From 31ae10a2758f7f6249531145c85e7a5f5dda24bd Mon Sep 17 00:00:00 2001
From: Aiden Dai <daixb@amazon.com>
Date: Tue, 2 Apr 2024 10:39:55 +0800
Subject: [PATCH] Update embedding API

---
 src/api/models/bedrock.py     | 25 ++++++++++++++++++++++---
 src/api/routers/embeddings.py |  1 -
 src/api/schema.py             |  4 ++--
 3 files changed, 24 insertions(+), 6 deletions(-)

diff --git a/src/api/models/bedrock.py b/src/api/models/bedrock.py
index a880a1a..7f6035c 100644
--- a/src/api/models/bedrock.py
+++ b/src/api/models/bedrock.py
@@ -1,8 +1,9 @@
 import json
 import logging
-from typing import AsyncIterable
+from typing import AsyncIterable, Iterable
 
 import boto3
+import tiktoken
 
 from api.models.base import BaseChatModel, BaseEmbeddingsModel
 from api.schema import (
@@ -45,10 +46,13 @@ SUPPORTED_BEDROCK_MODELS = {
 SUPPORTED_BEDROCK_EMBEDDING_MODELS = {
     "cohere.embed-multilingual-v3": "Cohere Embed Multilingual",
     "cohere.embed-english-v3": "Cohere Embed English",
-    "amazon.titan-embed-text-v1": "Titan Embeddings G1 - Text",
-    "amazon.titan-embed-image-v1": "Titan Multimodal Embeddings G1"

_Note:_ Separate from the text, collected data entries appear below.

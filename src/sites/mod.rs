//! Per-site strategies. Each supported site is one [`Site`] variant backed by
//! a [`SiteAdapter`] that knows where the search bar lives, how the site spells
//! a date range in its URL, and how the picker should look.

pub mod detect;
mod google;
mod twitter;
mod youtube;

pub use detect::{detect, lookup};
pub use google::GoogleAdapter;
pub use twitter::TwitterAdapter;
pub use youtube::YouTubeAdapter;

use crate::dates::{DateRange, NormalizedDate};
use crate::dom::{Dom, NodeId};
use crate::errors::WeekSearchError;
use crate::theme::Palette;
use regex::Regex;
use serde::{Deserialize, Serialize};
use std::fmt;
use url::Url;

#[derive(Debug, Clone, Copy, PartialEq, Eq, Hash, Serialize, Deserialize)]
#[serde(rename_all = "lowercase")]
pub enum Site {
    Google,
    Twitter,
    YouTube,
}

impl Site {
    pub const ALL: [Site; 3] = [Site::Google, Site::Twitter, Site::YouTube];

    pub fn adapter(self) -> &'static dyn SiteAdapter {
        match self {
            Site::Google => &GoogleAdapter,
            Site::Twitter => &TwitterAdapter,
            Site::YouTube => &YouTubeAdapter,
        }
    }

    pub fn id(self) -> &'static str {
        match self {
            Site::Google => "google",
            Site::Twitter => "twitter",
            Site::YouTube => "youtube",
        }
    }
}

impl fmt::Display for Site {
    fn fmt(&self, f: &mut fmt::Formatter<'_>) -> fmt::Result {
        f.write_str(self.id())
    }
}

#[derive(Debug, Clone, Copy, PartialEq, Eq)]
pub enum AnchorRule {
    /// Insert before the submit control inside the located form, or append to
    /// the form when it has none.
    BeforeSubmit,
    /// Float the icon over the ancestor `container_depth` levels above the
    /// located element.
    Overlay {
        container_depth: u8,
        right: &'static str,
    },
}

#[derive(Debug, Clone, Copy, PartialEq, Eq)]
pub enum Anchor {
    Before { parent: NodeId, reference: NodeId },
    Append { parent: NodeId },
    Overlay { container: NodeId, right: &'static str },
}

#[derive(Debug)]
pub struct Descriptor {
    pub site: Site,
    pub display_name: &'static str,
    pub search_form_selector: &'static str,
    pub search_button_selector: &'static str,
    pub accent_color: &'static str,
    pub icon_size: &'static str,
    pub settle_delay_ms: u64,
    pub anchor_rule: AnchorRule,
}

pub trait SiteAdapter: Sync {
    fn descriptor(&self) -> &'static Descriptor;

    fn matches(&self, host: &str, path: &str) -> bool;

    fn format_for_wire(&self, date: NormalizedDate) -> String;

    fn parse_from_wire(&self, value: &str) -> Result<NormalizedDate, WeekSearchError>;

    /// The range already encoded in `url`, if any. `Err` means a range is
    /// present but unreadable; callers treat that as no range.
    fn read_existing_range(
        &self,
        url: &Url,
        page: &dyn Dom,
        today: NormalizedDate,
    ) -> Result<Option<DateRange>, WeekSearchError>;

    fn write_range(&self, url: &Url, range: DateRange) -> Url;

    fn palette(&self, _page: &dyn Dom) -> Palette {
        Palette::default()
    }

    fn locate_anchor(&self, page: &dyn Dom) -> Option<Anchor> {
        let descriptor = self.descriptor();
        let found = page.query_one(descriptor.search_form_selector)?;
        match descriptor.anchor_rule {
            AnchorRule::BeforeSubmit => {
                let button = page.query_within(found, descriptor.search_button_selector);
                match button.and_then(|b| page.parent(b).map(|parent| (parent, b))) {
                    Some((parent, reference)) => Some(Anchor::Before { parent, reference }),
                    None => Some(Anchor::Append { parent: found }),
                }
            }
            AnchorRule::Overlay {
                container_depth,
                right,
            } => {
                let mut container = found;
                for _ in 0..container_depth {
                    container = page.parent(container)?;
                }
                Some(Anchor::Overlay { container, right })
            }
        }
    }
}

fn replace_query_tokens(query: &str, strip: &Regex, tokens: &str) -> String {
    let stripped = strip.replace_all(query, " ");
    let mut words: Vec<&str> = stripped.split_whitespace().collect();
    words.push(tokens);
    words.join(" ")
}

fn read_query_tokens(
    query: &str,
    start: &Regex,
    end: &Regex,
    param: &'static str,
) -> Result<Option<DateRange>, WeekSearchError> {
    let (Some(since), Some(until)) = (start.captures(query), end.captures(query)) else {
        return Ok(None);
    };
    let parse = |raw: &str| {
        raw.parse::<NormalizedDate>()
            .map_err(|_| WeekSearchError::malformed(param, query))
    };
    Ok(Some(DateRange::new(parse(&since[1])?, parse(&until[1])?)))
}

#[cfg(test)]
mod tests {
    use super::*;
    use crate::dom::MemoryDom;

    #[test]
    fn every_site_resolves_to_its_own_descriptor() {
        for site in Site::ALL {
            assert_eq!(site.adapter().descriptor().site, site);
        }
    }

    #[test]
    fn wire_grammar_round_trips_for_every_adapter() {
        let dates = [
            NormalizedDate::from_ymd(2024, 1, 5).unwrap(),
            NormalizedDate::from_ymd(2024, 12, 31).unwrap(),
            NormalizedDate::from_ymd(1999, 2, 28).unwrap(),
            NormalizedDate::from_ymd(2024, 2, 29).unwrap(),
            NormalizedDate::from_ymd(999, 1, 5).unwrap(),
        ];
        for site in Site::ALL {
            let adapter = site.adapter();
            for date in dates {
                let wire = adapter.format_for_wire(date);
                assert_eq!(adapter.parse_from_wire(&wire).unwrap(), date, "{site}: {wire}");
            }
        }
    }

    #[test]
    fn written_range_reads_back_for_every_adapter() {
        let ranges = [
            DateRange::new(
                NormalizedDate::from_ymd(2024, 1, 7).unwrap(),
                NormalizedDate::from_ymd(2024, 1, 13).unwrap(),
            ),
            DateRange::new(
                NormalizedDate::from_ymd(999, 1, 5).unwrap(),
                NormalizedDate::from_ymd(999, 1, 11).unwrap(),
            ),
        ];
        let today = NormalizedDate::from_ymd(2030, 6, 1).unwrap();
        let urls = [
            (Site::Google, "https://www.google.com/search?q=rust"),
            (Site::Twitter, "https://x.com/search?q=rust&src=typed_query"),
            (Site::YouTube, "https://www.youtube.com/results?search_query=rust&sp=EgIIAw%3D%3D"),
        ];
        for (site, raw) in urls {
            let url = Url::parse(raw).unwrap();
            let page = MemoryDom::new(url.clone());
            let adapter = site.adapter();
            for range in ranges {
                let written = adapter.write_range(&url, range);
                let read = adapter.read_existing_range(&written, &page, today).unwrap();
                assert_eq!(read, Some(range), "{site}: {written}");
            }
        }
    }

    #[test]
    fn token_replacement_collapses_whitespace() {
        let strip = Regex::new(r"\s*(?:since|until):\d{4}-\d{2}-\d{2}").unwrap();
        let out = replace_query_tokens("  a   since:2024-01-01 b ", &strip, "since:x until:y");
        assert_eq!(out, "a b since:x until:y");
        assert_eq!(replace_query_tokens("", &strip, "since:x"), "since:x");
    }
}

+    # Disable Titan embedding.
+    # "amazon.titan-embed-text-v1": "Titan Embeddings G1 - Text",
+    # "amazon.titan-embed-image-v1": "Titan Multimodal Embeddings G1"
 }
 
+ENCODER = tiktoken.get_encoding("cl100k_base")
+
 
 # https://docs.aws.amazon.com/bedrock/latest/userguide/model-parameters.html
 class BedrockModel(BaseChatModel):
@@ -439,10 +443,25 @@ def get_embeddings_model(model_id: str) -> BedrockEmbeddingsModel:
 class CohereEmbeddingsModel(BedrockEmbeddingsModel):
 
     def _parse_args(self, embeddings_request: EmbeddingsRequest) -> dict:
+        texts = []
         if isinstance(embeddings_request.input, str):
             texts = [embeddings_request.input]
         elif isinstance(embeddings_request.input, list):
             texts = embeddings_request.input
+        elif isinstance(embeddings_request.input, Iterable):
+            # For encoded input
+            # The workaround is to use tiktoken to decode to get the original text.
+            encodings = []
+            for inner in embeddings_request.input:
+                if isinstance(inner, int):
+                    # Iterable[int]
+                    encodings.append(inner)
+                else:
+                    # Iterable[Iterable[int]]
+                    text = ENCODER.decode(list(inner))
+                    texts.append(text)
+            if encodings:
+                texts.append(ENCODER.decode(encodings))
 
         # Maximum of 2048 characters
         args = {
diff --git a/src/api/routers/embeddings.py b/src/api/routers/embeddings.py
index f283553..e823aa7 100644
--- a/src/api/routers/embeddings.py
+++ b/src/api/routers/embeddings.py
@@ -37,7 +37,6 @@ async def embeddings(
         raise HTTPException(status_code=400, detail="Unsupported Model Id " + embeddings_request.model)
     try:
         model = get_embeddings_model(embeddings_request.model)
-        # TODO: Check type of input
         return model.embed(embeddings_request)
     except ValueError as e:
         raise HTTPException(status_code=400, detail=str(e))
diff --git a/src/api/schema.py b/src/api/schema.py
index d31da54..5791441 100644
--- a/src/api/schema.py
+++ b/src/api/schema.py
@@ -66,7 +66,7 @@ class BaseChatResponse(BaseModel):
     id: str
     created: int = Field(default_factory=lambda: int(time.time()))
     model: str
-    system_fingerprint: str = "fp_e97c09dd4e26"
+    system_fingerprint: str = "fp"
 
 
 class ChatResponse(BaseChatResponse):
@@ -81,7 +81,7 @@ class ChatStreamResponse(BaseChatResponse):
 
 
 class EmbeddingsRequest(BaseModel):
-    input: str | list[str] | Iterable[int] | Iterable[Iterable[int]]
+    input: str | list[str] | Iterable[int | Iterable[int]]
     model: str
     encoding_format: Literal["float", "base64"] = "float"  # not used.
     dimensions: int | None = None  # not used.